Claire Partington: Taking Tea is now on view! This site-specific installation brings out the untold human stories of the 1,000 European and Asian porcelain pieces in SAM’s Porcelain Room, reminding viewers of the reality of precarious ocean voyages and human exploitation. Brangien Davis of Crosscut offers this review of this “intervention” that will be on view for the next two years.

“Now, smack in the middle of the room — unprotected except by a guard at the door — stand six ceramic people in old-fashioned dress, positioned as if having tea. Suddenly, our focus is shifted to the figures, who don’t have any teacups in hand, but seem to get their pick of the room. These party-crashers might just change the space forever.”

This Thursday, light up the dreary days of December with SAM Lights. The Seattle Times has all the details on this annual event in their feature, “Holiday sights light up the night.”

Local News

The Seattle Times’ David Gutman talks with artist Laura Hamje about why she can’t stop taking pictures—and making paintings—of the Alaskan Way Viaduct.

Volunteer Park Trust and Kaiser Permanente announced a new partnership in support of programming at the Capitol Hill park that also houses the Seattle Asian Art Museum.

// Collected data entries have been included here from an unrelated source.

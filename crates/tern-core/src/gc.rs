//! Collector-facing state
//!
//! The incremental collector itself lives outside the core; this module
//! declares the state it owns (colors, phase, worklists, pacing knobs) and
//! the hooks the core calls into it: the write barrier on table stores and
//! the emergency collection requested by the memory manager when an
//! allocation is refused.

use tern_gc::{GcHeader, marks};

use crate::heap::{GcRef, TableId};

/// Collection phases.
#[derive(Debug, Clone, Copy, PartialEq, Eq)]
pub enum GcPhase {
    /// Between cycles.
    Pause,
    /// Tracing gray objects.
    Propagate,
    /// The stop-the-world flip at the end of tracing.
    Atomic,
    /// Reclaiming dead objects.
    Sweep,
    /// Running pending finalizers.
    Finalize,
}

/// Why a collection cycle is running.
#[derive(Debug, Clone, Copy, PartialEq, Eq)]
pub enum GcKind {
    /// Scheduled by allocation debt.
    Normal,
    /// Forced by an allocation failure.
    Emergency,
}

/// State shared between the core and the external collector.
pub struct GcState {
    current_white: u8,
    /// Current phase.
    pub phase: GcPhase,
    /// Kind of the running cycle.
    pub kind: GcKind,
    /// False while the runtime is being built or torn down.
    pub running: bool,
    /// Estimate of non-garbage bytes in use.
    pub estimate: usize,
    /// Pause between cycles, percent of the estimate.
    pub pause: u32,
    /// Collector speed relative to allocation, percent.
    pub step_mul: u32,
    /// Objects known reachable but not yet traversed.
    pub gray: Vec<GcRef>,
    /// Objects to re-traverse in the atomic phase.
    pub gray_again: Vec<GcRef>,
    /// Tables with weak values.
    pub weak: Vec<TableId>,
    /// Tables with weak keys.
    pub ephemeron: Vec<TableId>,
    /// Fully weak tables.
    pub all_weak: Vec<TableId>,
    /// Objects whose finalizer is pending.
    pub to_finalize: Vec<GcRef>,
    emergency_hook: Option<Box<dyn FnMut()>>,
    emergency_runs: usize,
}

impl GcState {
    /// Fresh state: collection disabled, default pacing.
    pub fn new() -> Self {
        Self {
            current_white: marks::WHITE0,
            phase: GcPhase::Pause,
            kind: GcKind::Normal,
            running: false,
            estimate: 0,
            pause: 200,
            step_mul: 200,
            gray: Vec::new(),
            gray_again: Vec::new(),
            weak: Vec::new(),
            ephemeron: Vec::new(),
            all_weak: Vec::new(),
            to_finalize: Vec::new(),
            emergency_hook: None,
            emergency_runs: 0,
        }
    }

    /// The white new objects are painted with.
    #[inline]
    pub fn white(&self) -> u8 {
        self.current_white
    }

    /// The white of the previous cycle.
    #[inline]
    pub fn other_white(&self) -> u8 {
        self.current_white ^ marks::WHITE_BITS
    }

    /// Swap whites; called by the collector in its atomic phase.
    pub fn flip_white(&mut self) {
        self.current_white = self.other_white();
    }

    /// An object is dead if it wears only the previous cycle's white.
    #[inline]
    pub fn is_dead(&self, header: &GcHeader) -> bool {
        header.is_dead(self.other_white())
    }

    /// Backward write barrier: a black table just gained a reference to a
    /// white object, so the table must be traversed again. The caller that
    /// wrote the slot invokes this, per the insert contract.
    pub fn barrier_back(&mut self, table: TableId, header: &GcHeader) {
        if self.running && header.is_black() {
            header.make_gray();
            self.gray_again.push(GcRef::Table(table));
        }
    }

    /// Install the host/collector hook run on emergency collections.
    pub fn set_emergency_hook(&mut self, hook: Box<dyn FnMut()>) {
        self.emergency_hook = Some(hook);
    }

    /// Full collection forced by an allocation failure. Runs the installed
    /// hook, if any; the memory manager retries the allocation afterwards.
    pub(crate) fn emergency_collection(&mut self) {
        self.emergency_runs += 1;
        self.kind = GcKind::Emergency;
        tracing::debug!(runs = self.emergency_runs, "emergency collection");
        if let Some(hook) = self.emergency_hook.as_mut() {
            hook();
        }
        self.kind = GcKind::Normal;
    }

    /// How many emergency collections have run.
    pub fn emergency_runs(&self) -> usize {
        self.emergency_runs
    }
}

impl Default for GcState {
    fn default() -> Self {
        Self::new()
    }
}

#[cfg(test)]
mod tests {
    use super::*;
    use tern_gc::Id;

    #[test]
    fn whites_alternate() {
        let mut gc = GcState::new();
        let w = gc.white();
        assert_eq!(gc.other_white(), w ^ marks::WHITE_BITS);
        gc.flip_white();
        assert_eq!(gc.white(), w ^ marks::WHITE_BITS);
    }

    #[test]
    fn barrier_regrays_black_tables() {
        let mut gc = GcState::new();
        gc.running = true;
        let t = TableId::from_u32(3);
        let header = GcHeader::new(tern_gc::kinds::TABLE, gc.white());
        header.make_black();
        gc.barrier_back(t, &header);
        assert!(header.is_gray());
        assert_eq!(gc.gray_again.len(), 1);
    }

    #[test]
    fn barrier_ignores_white_tables() {
        let mut gc = GcState::new();
        gc.running = true;
        let t = TableId::from_u32(0);
        let header = GcHeader::new(tern_gc::kinds::TABLE, gc.white());
        gc.barrier_back(t, &header);
        assert!(gc.gray_again.is_empty());
    }

    #[test]
    fn emergency_runs_hook() {
        let mut gc = GcState::new();
        let ran = std::rc::Rc::new(std::cell::Cell::new(0));
        let ran2 = ran.clone();
        gc.set_emergency_hook(Box::new(move || ran2.set(ran2.get() + 1)));
        gc.emergency_collection();
        assert_eq!(ran.get(), 1);
        assert_eq!(gc.emergency_runs(), 1);
    }
}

Brangien Davis of Crosscut has a great story about the Central Library, which was just named the “most Instagrammable library” in the world.

“A recent Tuesday afternoon at the library didn’t turn up a single photo snapper. Instead, people could be found using the lofty building for a range of purposes: a man excitedly picking up a stack of books that had just come available; a chatty cluster of folks having coffee at the cafe; people with all their belongings in bags using the computer stations in the so-called Mixing Chamber; a young adult practicing violin in one of the reservable music rooms; one woman seeking documentation of the Alaskan Way Viaduct’s debut; another in search of a name steeped in Seattle history for a new restaurant.”

Inter/National News

Roberta Smith, Holland Cotter and Jason Farago of the New York Times look back at “The Best Art of 2018,” including Hilma af Klimt at the Guggenheim, Charles White at MoMA, and Delacroix at the Metropolitan Museum of Art.

Hyperallergic broke the news that a board member of the Whitney owns a company that produces tear gas that’s been used at the border; both the Whitney staff and its director have offered their powerful replies.

Yrsa Daley-Ward of the New York Times reviews Somnyama Ngonyama, Hail the Dark Lioness, the new book on South African artist Zanele Muholi; the portrait exhibition comes to SAM in 2019.

“If storytelling is one of humanity’s most powerful gifts, then visual activism feels like alchemy. Especially when the work in all of its detail, subtle or overt, moves you in a way you don’t all the way understand.” 

And Finally

The most wholesome content on the Internet last week happened at SAM.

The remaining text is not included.